A eurodeputada Elisa Ferreira, responsável pela posição do Parlamento Europeu nas negociações sobre a resolução de bancos em dificuldades, manifestou-se hoje satisfeita com o compromisso alcançado em torno de um mecanismo «poderoso», que protegerá os contribuintes.

Em declarações à imprensa após uma longa maratona negocial, a deputada do PS comentou que o acordo com o Conselho (Estados-membros) acautela aquelas que eram as principais preocupações do Parlamento, ao conceber um mecanismo que operará de forma profissional, acima dos meros interesses dos Estados-membros, protegendo os contribuintes.

«No fundo, (o acordo) garante que, quando há um banco que tem problemas, não são os contribuintes que são chamados a gastar o dinheiro para salvar o banco, que de facto há um mecanismo europeu que, organizadamente, os resolve, digamos assim, e que nesse processo há uma hierarquia de perdas, que começa pelos donos dos bancos e vai por uma sequência de credores dos bancos», apontou.

Elisa Ferreira sublinhou que «não faria sentido» que houvesse «uma supervisão forte, como vai ser a do Banco Central Europeu», mas depois, um banco que fosse considerado inviável «fosse atirado para as mãos de um país quando toda a supervisão, toda a regulação acabou por ser feita a nível europeu».

«Era preciso criar um instrumento também poderoso que fosse capaz de, organizadamente e profissionalmente, fazer as operações necessárias para evitar que uma falência desorganizada de um banco crie um problema como criou o Lehman Brothers e (problemas) como depois nós tentámos todos evitar, e fizemos isso no passado envolvendo os contribuintes, que não devem ser chamados para este tipo de fins, em vez de envolvermos no processo de resolução os donos dos bancos e os seus credores.
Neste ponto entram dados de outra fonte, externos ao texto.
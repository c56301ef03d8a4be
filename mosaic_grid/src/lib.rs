// Copyright 2025 the Mosaic Authors
// SPDX-License-Identifier: Apache-2.0 OR MIT

//! Mosaic Grid: a renderer-agnostic grid view controller.
//!
//! [`GridView`] owns the model of a scrollable grid of equally sized items:
//! which cells exist, where they sit, and what the user is doing to them. It
//! draws nothing. A host toolkit feeds it viewport changes, scroll offsets and
//! recognized gestures, renders the cells it exposes, and runs the animations
//! it asks for.
//!
//! The pieces:
//!
//! - [`GridConfig`]: layout kind, spacing, insets, timings and the
//!   pinch-to-expand tuning in [`TransformConfig`].
//! - [`DataSource`]: the one required collaborator. It reports the item count
//!   and size and hands out cells, drawing from the reuse pool first.
//! - [`ActionDelegate`], [`SortingDelegate`] and [`TransformDelegate`]:
//!   optional collaborators for taps and editing, drag-reorder, and
//!   pinch-to-expand.
//! - [`HostRequest`]: what the grid wants the host to do. Drain them with
//!   [`GridView::drain_requests`] after every call.
//!
//! ## Animations
//!
//! Model state always jumps straight to its final value. When a change should
//! be animated the grid queues a [`HostRequest::Animate`]; if more work has to
//! happen once it finishes, the request carries an [`AnimationToken`] that the
//! host hands back through [`GridView::complete`]. Timers work the same way.
//! Zero-length animations complete before the call that queued them returns.
//!
//! ## Minimal example
//!
//! ```rust
//! use kurbo::{Point, Size};
//! use mosaic_grid::{DataSource, GridConfig, GridView, ItemAnimation, SizeHint};
//! use mosaic_pool::{Cell, CellContent, CellProvider, ReusePool};
//!
//! #[derive(Default)]
//! struct Label(String);
//! impl CellContent for Label {}
//!
//! struct Names(Vec<String>);
//!
//! impl CellProvider<Label> for Names {
//!     fn cell_for_index(
//!         &mut self,
//!         index: usize,
//!         reusable: &mut ReusePool<Label>,
//!     ) -> Option<Cell<Label>> {
//!         let mut cell = reusable.dequeue(None).unwrap_or_else(|| Cell::new(Label::default()));
//!         cell.content.0.clone_from(self.0.get(index)?);
//!         Some(cell)
//!     }
//! }
//!
//! impl DataSource<Label> for Names {
//!     fn item_count(&self) -> usize {
//!         self.0.len()
//!     }
//!
//!     fn item_size(&self, _hint: SizeHint) -> Size {
//!         Size::new(100.0, 100.0)
//!     }
//! }
//!
//! let names = (0..500).map(|i| format!("item {i}")).collect();
//! let mut grid = GridView::new(Names(names), GridConfig::default());
//! grid.set_viewport(Size::new(320.0, 480.0));
//!
//! // Only the cells near the viewport exist.
//! assert!(grid.live_cells().len() < 30);
//!
//! // Scrolling recycles them.
//! grid.set_content_offset(Point::new(0.0, 5_000.0));
//! let id = grid.cell_at_index(92).unwrap();
//! assert_eq!(grid.cell(id).unwrap().content.0, "item 92");
//!
//! // Mutations are mirrored in the data source first, then reported.
//! grid.data_source_mut().0.insert(0, String::from("new"));
//! grid.insert_at(0, ItemAnimation::FADE);
//! for request in grid.drain_requests() {
//!     // Hand these to the host's animation system.
//!     let _ = request;
//! }
//! ```
//!
//! This crate is `no_std` and uses `alloc`.

#![no_std]

extern crate alloc;

mod config;
mod delegate;
mod gesture;
mod grid;
mod request;
mod scroll;
mod sort;
mod transform;

#[cfg(test)]
mod testing;

pub use config::{DeviceIdiom, GridConfig, Orientation, SizeHint, SortStyle, TransformConfig};
pub use delegate::{ActionDelegate, DataSource, SortingDelegate, TransformDelegate};
pub use gesture::{GestureKind, GesturePhase};
pub use grid::GridView;
pub use request::{Animation, AnimationSubject, AnimationToken, GestureTarget, HostRequest};
pub use scroll::{ItemAnimation, Overlay, ScrollPosition};
pub use sort::SortState;
pub use transform::{TransformGestures, TransformState};
// Copyright 2025 the Mosaic Authors
// SPDX-License-Identifier: Apache-2.0 OR MIT

//! Requests the grid makes of its host, and the continuations behind them.
//!
//! The grid never animates anything itself. It sets its model to the final
//! state, queues a [`HostRequest`] describing what changed, and if something
//! has to happen afterwards it parks a continuation under an
//! [`AnimationToken`]. The host interpolates, then reports back through
//! [`GridView::complete`](crate::GridView::complete).

use alloc::vec::Vec;
use core::time::Duration;

use hashbrown::HashMap;
use kurbo::Point;
use mosaic_pool::CellId;

/// Identifies a pending completion.
#[derive(Copy, Clone, Debug, PartialEq, Eq, Hash, PartialOrd, Ord)]
pub struct AnimationToken(u64);

/// What an [`Animation`] moves.
#[derive(Copy, Clone, Debug, PartialEq, Eq, Hash)]
pub enum AnimationSubject {
    /// Every live cell moves to its current frame.
    Relayout,
    /// One cell's frame, transform or tint changes.
    Cell(CellId),
    /// One cell fades in to its current opacity.
    FadeIn(CellId),
    /// One cell fades out.
    FadeOut(CellId),
    /// The scroll offset moves to [`GridView::content_offset`](crate::GridView::content_offset).
    ContentOffset,
    /// The scrollable extent changes to [`GridView::content_size`](crate::GridView::content_size).
    ContentSize,
}

/// An animation the host should run from its current presentation to the
/// grid's model state.
#[derive(Copy, Clone, Debug, PartialEq)]
pub struct Animation {
    /// Report this token through `complete` when finished. `None` means no
    /// continuation is waiting.
    pub token: Option<AnimationToken>,
    /// Length of the animation. Zero means "apply immediately".
    pub duration: Duration,
    /// Wait before starting.
    pub delay: Duration,
    /// What moves.
    pub subject: AnimationSubject,
}

/// Which view the transform gestures should be attached to.
#[derive(Copy, Clone, Debug, PartialEq, Eq, Hash)]
pub enum GestureTarget {
    /// The scroll container.
    Container,
    /// The full-size content of the given cell.
    FullSizeContent(CellId),
}

/// Something the host must do on the grid's behalf.
#[derive(Copy, Clone, Debug, PartialEq)]
pub enum HostRequest {
    /// Run an animation.
    Animate(Animation),
    /// Call back after `delay`.
    Timer {
        /// Report this through `complete` when the timer fires.
        token: AnimationToken,
        /// How long to wait.
        delay: Duration,
    },
    /// Move the pinch, rotation and two-finger pan recognizers.
    TransferGestures(GestureTarget),
    /// Enable or disable user scrolling of the container.
    SetScrollEnabled(bool),
}

/// A named continuation run when its token completes.
#[derive(Copy, Clone, Debug, PartialEq)]
pub(crate) enum Transition {
    /// A dropped cell reached its slot.
    DragSettled { cell: CellId },
    /// A released thumbnail is back at its slot.
    TransformCollapsed { cell: CellId },
    /// A removed cell finished fading out.
    RemovalFinished { cell: Option<CellId>, animated: bool },
    /// The replaced cell of a reload finished fading out.
    ReloadFinished { cell: CellId },
    /// An autoscroll nudge finished; `touch` is in viewport coordinates.
    AutoscrollStep { session: u32, touch: Point },
    /// The autoscroll poll delay elapsed.
    AutoscrollPoll { session: u32 },
}

/// Queued requests plus the continuations waiting on them.
#[derive(Debug, Default)]
pub(crate) struct Outbox {
    requests: Vec<HostRequest>,
    pending: HashMap<AnimationToken, Transition>,
    next: u64,
}

impl Outbox {
    pub(crate) fn push(&mut self, request: HostRequest) {
        self.requests.push(request);
    }

    /// Parks `transition` and returns the token that releases it.
    pub(crate) fn park(&mut self, transition: Transition) -> AnimationToken {
        self.next += 1;
        let token = AnimationToken(self.next);
        self.pending.insert(token, transition);
        token
    }

    pub(crate) fn take(&mut self, token: AnimationToken) -> Option<Transition> {
        self.pending.remove(&token)
    }

    pub(crate) fn drain(&mut self) -> Vec<HostRequest> {
        core::mem::take(&mut self.requests)
    }

    pub(crate) fn pending(&self) -> usize {
        self.pending.len()
    }
}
E é essa a nova regra que vai passar a imperar na Europa», sublinhou.

A eurodeputada sublinhou também o papel desempenhado pelo Parlamento nas negociações para que «houvesse o máximo de separação entre um processo tem que ser técnico, credível e operacional, e a tendência que os Estados têm para interferir politicamente e alterar as condições quando os seus bancos estão em causa».

«Não vamos ter em relação aos bancos o mesmo sistema que nós notamos no processo de gestão da dívida soberana, isto é, que são os países mais poderosos a dizer o que é que acontece aos bancos dos países mais frágeis», disse, apontando que haverá antes lugar a «uma decisão profissional, com base em regras comuns», e que complementará assim «uma supervisão também europeia».